Open bdf9f371-8532-42b3-8092-c371d8a759bf opened 15 years ago
According to http://docs.python.org/dev/library/signal.html , if I set up a signal handler in the main thread, and then have the signal delivered to the process, then the signal handler will be called in the main thread. The attached Python script I've written, however, doesn't work that way: sometimes the signal is completely lost, and the signal handler is not called.
Here is how it should work. The code has two threads: the main thread and the subthread. There is also a signal handler installed. The main thread is running select.select(), waiting for a filehandle to become readable. Then the subthread sends a signal to the process. The signal handler writes a byte to the pipe. The select wakes up raising 'Interrupted system call' because of the signal.
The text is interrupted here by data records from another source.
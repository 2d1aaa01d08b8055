//! # shop-stripe
//!
//! Stripe provider for the Satellite Spectrum storefront.
//!
//! Covers the three Stripe calls the storefront makes:
//!
//! 1. **Product listing** - `GET /v1/products` with `default_price` expanded,
//!    all pages
//! 2. **Product retrieval** - `GET /v1/products/{id}`
//! 3. **Checkout Sessions** - `POST /v1/checkout/sessions` for existing prices
//!
//! ## Quick Start
//!
//! ```rust,ignore
//! use shop_stripe::StripeProvider;
//! use shop_core::{CheckoutRequest, CheckoutUrls, CommerceProvider};
//!
//! // Create provider from environment
//! let provider = StripeProvider::from_env()?;
//!
//! let products = provider.fetch_products().await?;
//!
//! let urls = CheckoutUrls::new("https://shop.example");
//! let session = provider
//!     .create_checkout_session(&CheckoutRequest::single(&products[0].price_id, &urls))
//!     .await?;
//!
//! // Redirect user to session.url
//! ```

pub mod catalog;
pub mod checkout;
pub mod client;
pub mod config;
pub mod provider;

// Re-exports
pub use client::StripeClient;
pub use config::StripeConfig;
pub use provider::StripeProvider;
I'm running Ubuntu Hardy on x86_64. With Python 2.4.5 and Python 2.5.2, sometimes the signal handler is not called, and the select continues waiting indefinitely. This is what I get on stdout in Python 2.4.5:
main pid=8555 --- 0 A B S T U handler arg1=10 arg2=\<frame object at 0x79ab40> select got="(4, 'Interrupted system call')" read str='W' --- 1 A B S T U
This means that iteration 0 completed successfully: the signal handler got called, and the select raised 'Interrupted system call'. However, iteration 1 was stuck: the signal handler was never called, and the select waits indefinitely.
The script seems to work in Python 2.4.3, but it hangs in iteration about 60000.
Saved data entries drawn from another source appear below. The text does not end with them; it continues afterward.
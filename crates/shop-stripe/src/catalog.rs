//! # Stripe Products
//!
//! Product listing and retrieval with the default price expanded, and the
//! reshaping of Stripe products into `ProcessedProduct`.

use crate::client::StripeClient;
use serde::Deserialize;
use shop_core::{minor_units_to_decimal, ProcessedProduct, ProductDefaults, ShopResult};
use std::collections::HashMap;
use tracing::{debug, instrument};

/// Stripe's maximum page size for list endpoints
const PAGE_LIMIT: u32 = 100;

/// List all active products, following pagination
#[instrument(skip(client, defaults))]
pub async fn list_products(
    client: &StripeClient,
    defaults: &ProductDefaults,
) -> ShopResult<Vec<ProcessedProduct>> {
    let mut products = Vec::new();
    let mut starting_after: Option<String> = None;
    let mut pages = 0;

    loop {
        let mut query = vec![
            ("active", "true".to_string()),
            ("expand[]", "data.default_price".to_string()),
            ("limit", PAGE_LIMIT.to_string()),
        ];
        if let Some(ref cursor) = starting_after {
            query.push(("starting_after", cursor.clone()));
        }

        let page: StripeList<StripeProduct> = client.get("/v1/products", &query).await?;
        pages += 1;

        starting_after = page.data.last().map(|p| p.id.clone());
        products.extend(page.data.iter().filter_map(|p| process_product(p, defaults)));

        if !page.has_more || starting_after.is_none() {
            break;
        }
    }

    debug!("Fetched {} priced products in {} page(s)", products.len(), pages);
    Ok(products)
}

/// Retrieve one product; `None` if missing or unpriced
#[instrument(skip(client, defaults))]
pub async fn retrieve_product(
    client: &StripeClient,
    defaults: &ProductDefaults,
    product_id: &str,
) -> ShopResult<Option<ProcessedProduct>> {
    if !is_object_id(product_id) {
        debug!("Rejected malformed product id: {:?}", product_id);
        return Ok(None);
    }

    let path = format!("/v1/products/{}", product_id);
    let query = [("expand[]", "default_price".to_string())];

    let product: Option<StripeProduct> = client.get_optional(&path, &query).await?;
    Ok(product.and_then(|p| process_product(&p, defaults)))
}

/// Stripe object ids are ASCII alphanumerics, `_` and `-`; anything else
/// would change the request path.
fn is_object_id(id: &str) -> bool {
    !id.is_empty()
        && id
            .bytes()
            .all(|b| b.is_ascii_alphanumeric() || b == b'_' || b == b'-')
}

/// Reshape a Stripe product for display.
///
/// Returns `None` unless the default price is expanded and has a unit amount.
pub fn process_product(
    product: &StripeProduct,
    defaults: &ProductDefaults,
) -> Option<ProcessedProduct> {
    let price = match product.default_price.as_ref()? {
        Expandable::Object(price) => price,
        Expandable::Id(_) => return None,
    };
    let unit_amount = price.unit_amount?;

    Some(ProcessedProduct {
        id: product.id.clone(),
        name: product.name.clone(),
        price: minor_units_to_decimal(unit_amount, price.currency.as_deref()),
        image: defaults.image(&product.images),
        description: defaults.description(product.description.as_deref()),
        categories: defaults.categories(
            product.metadata.get("categories").map(String::as_str),
            product.metadata.get("category").map(String::as_str),
        ),
        price_id: price.id.clone(),
    })
}

// =============================================================================
// Stripe API Types
// =============================================================================

#[derive(Debug, Deserialize)]
pub struct StripeList<T> {
    pub data: Vec<T>,
    #[serde(default)]
    pub has_more: bool,
}

#[derive(Debug, Deserialize)]
pub struct StripeProduct {
    pub id: String,
    pub name: String,
    #[serde(default)]
    pub description: Option<String>,
    #[serde(default)]
    pub images: Vec<String>,
    #[serde(default)]
    pub default_price: Option<Expandable<StripePrice>>,
    #[serde(default)]
    pub metadata: HashMap<String, String>,
}

/// A field Stripe returns as an id unless expanded
#[derive(Debug, Deserialize)]
#[serde(untagged)]
pub enum Expandable<T> {
    Id(String),
    Object(T),
}

#[derive(Debug, Deserialize)]
pub struct StripePrice {
    pub id: String,
    #[serde(default)]
    pub unit_amount: Option<i64>,
    #[serde(default)]
    pub currency: Option<String>,
}

#[cfg(test)]
mod tests {
    use super::*;
    use serde_json::json;

    fn parse(value: serde_json::Value) -> StripeProduct {
        serde_json::from_value(value).unwrap()
    }

    #[test]
    fn test_maps_priced_product() {
        let product = parse(json!({
            "id": "prod_dish",
            "object": "product",
            "name": "Ku-band Dish",
            "description": "60cm offset dish",
            "images": ["https://files.stripe.com/dish.png"],
            "metadata": {"categories": "antennas, outdoor"},
            "default_price": {"id": "price_dish", "object": "price", "unit_amount": 1999, "currency": "usd"}
        }));

        let processed = process_product(&product, &ProductDefaults::default()).unwrap();
        assert_eq!(processed.price, 19.99);
        assert_eq!(processed.price_id, "price_dish");
        assert_eq!(processed.image, "https://files.stripe.com/dish.png");
        assert_eq!(processed.description, "60cm offset dish");
        assert_eq!(processed.categories, vec!["antennas", "outdoor"]);
    }

    #[test]
    fn test_applies_fallbacks() {
        let product = parse(json!({
            "id": "prod_lnb",
            "name": "LNB",
            "description": null,
            "images": [],
            "metadata": {},
            "default_price": {"id": "price_lnb", "unit_amount": 500, "currency": "jpy"}
        }));

        let processed = process_product(&product, &ProductDefaults::default()).unwrap();
        assert_eq!(processed.price, 500.0);
        assert_eq!(processed.image, "/images/placeholder.jpg");
        assert_eq!(processed.description, "No description available");
        assert_eq!(processed.categories, vec!["Uncategorized"]);
    }

    #[test]
    fn test_object_ids() {
        assert!(is_object_id("prod_NWjs8kKbJWmuuc"));
        assert!(is_object_id("prod-legacy_2"));
        assert!(!is_object_id(""));
        assert!(!is_object_id("../customers/cus_1"));
        assert!(!is_object_id("prod_a/prices"));
        assert!(!is_object_id("prod_a?expand[]=x"));
        assert!(!is_object_id("prod_a#x"));
        assert!(!is_object_id("prod_ä"));
    }

    #[test]
    fn test_excludes_unusable_prices() {
        let defaults = ProductDefaults::default();

        let no_price = parse(json!({"id": "prod_a", "name": "A", "default_price": null}));
        assert!(process_product(&no_price, &defaults).is_none());

        let unexpanded = parse(json!({"id": "prod_b", "name": "B", "default_price": "price_b"}));
        assert!(process_product(&unexpanded, &defaults).is_none());

        let custom_amount = parse(json!({
            "id": "prod_c", "name": "C",
            "default_price": {"id": "price_c", "unit_amount": null, "currency": "usd"}
        }));
        assert!(process_product(&custom_amount, &defaults).is_none());

        let missing_field = parse(json!({"id": "prod_d", "name": "D"}));
        assert!(process_product(&missing_field, &defaults).is_none());
    }
}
I'm seeing something very similar to this. In my case, I have a single-threaded program, and select fails to be interrupted by SIGCHLD. I'm still tracking down more details, so I'll report back if I find more information.
Sorry for the noise. It turns out that my problem was unrelated.
I think two things can trigger this problem, both have to do with how signals are handled by the interpreter. Contrarily to what you may think, when a signal is received, its handler is _not_ called. Instead, it's Modules/signalmodule.c signal_handler() that's called. This handler stores the reception of the signal inside a table, and schedules the execution of the associated handler for later:
signal_handler(int sig_num)
{
[...]
Handlers[sig_num].tripped = 1;
/* Set is_tripped after setting .tripped, as it gets
cleared in PyErr_CheckSignals() before .tripped. */
is_tripped = 1;
Py_AddPendingCall(checksignals_witharg, NULL);
[...]
}
checksignal_withargs() calls PyErr_CheckSignals(), which in turn calls the handler. The pending calls are checked periodically from the interpreter main loop, in Python/ceval.c: when _Py_Ticker reaches 0, then we check for pending calls, and if there are any, we run the pending calls, hence checksignals_witharg, and the handler. This is actually a documented behaviour, quoting signal documentation: "Although Python signal handlers are called asynchronously as far as the Python user is concerned, they can only occur between the “atomic” instructions of the Python interpreter. This means that signals arriving during long calculations implemented purely in C (such as regular expression matches on large bodies of text) may be delayed for an arbitrary amount of time."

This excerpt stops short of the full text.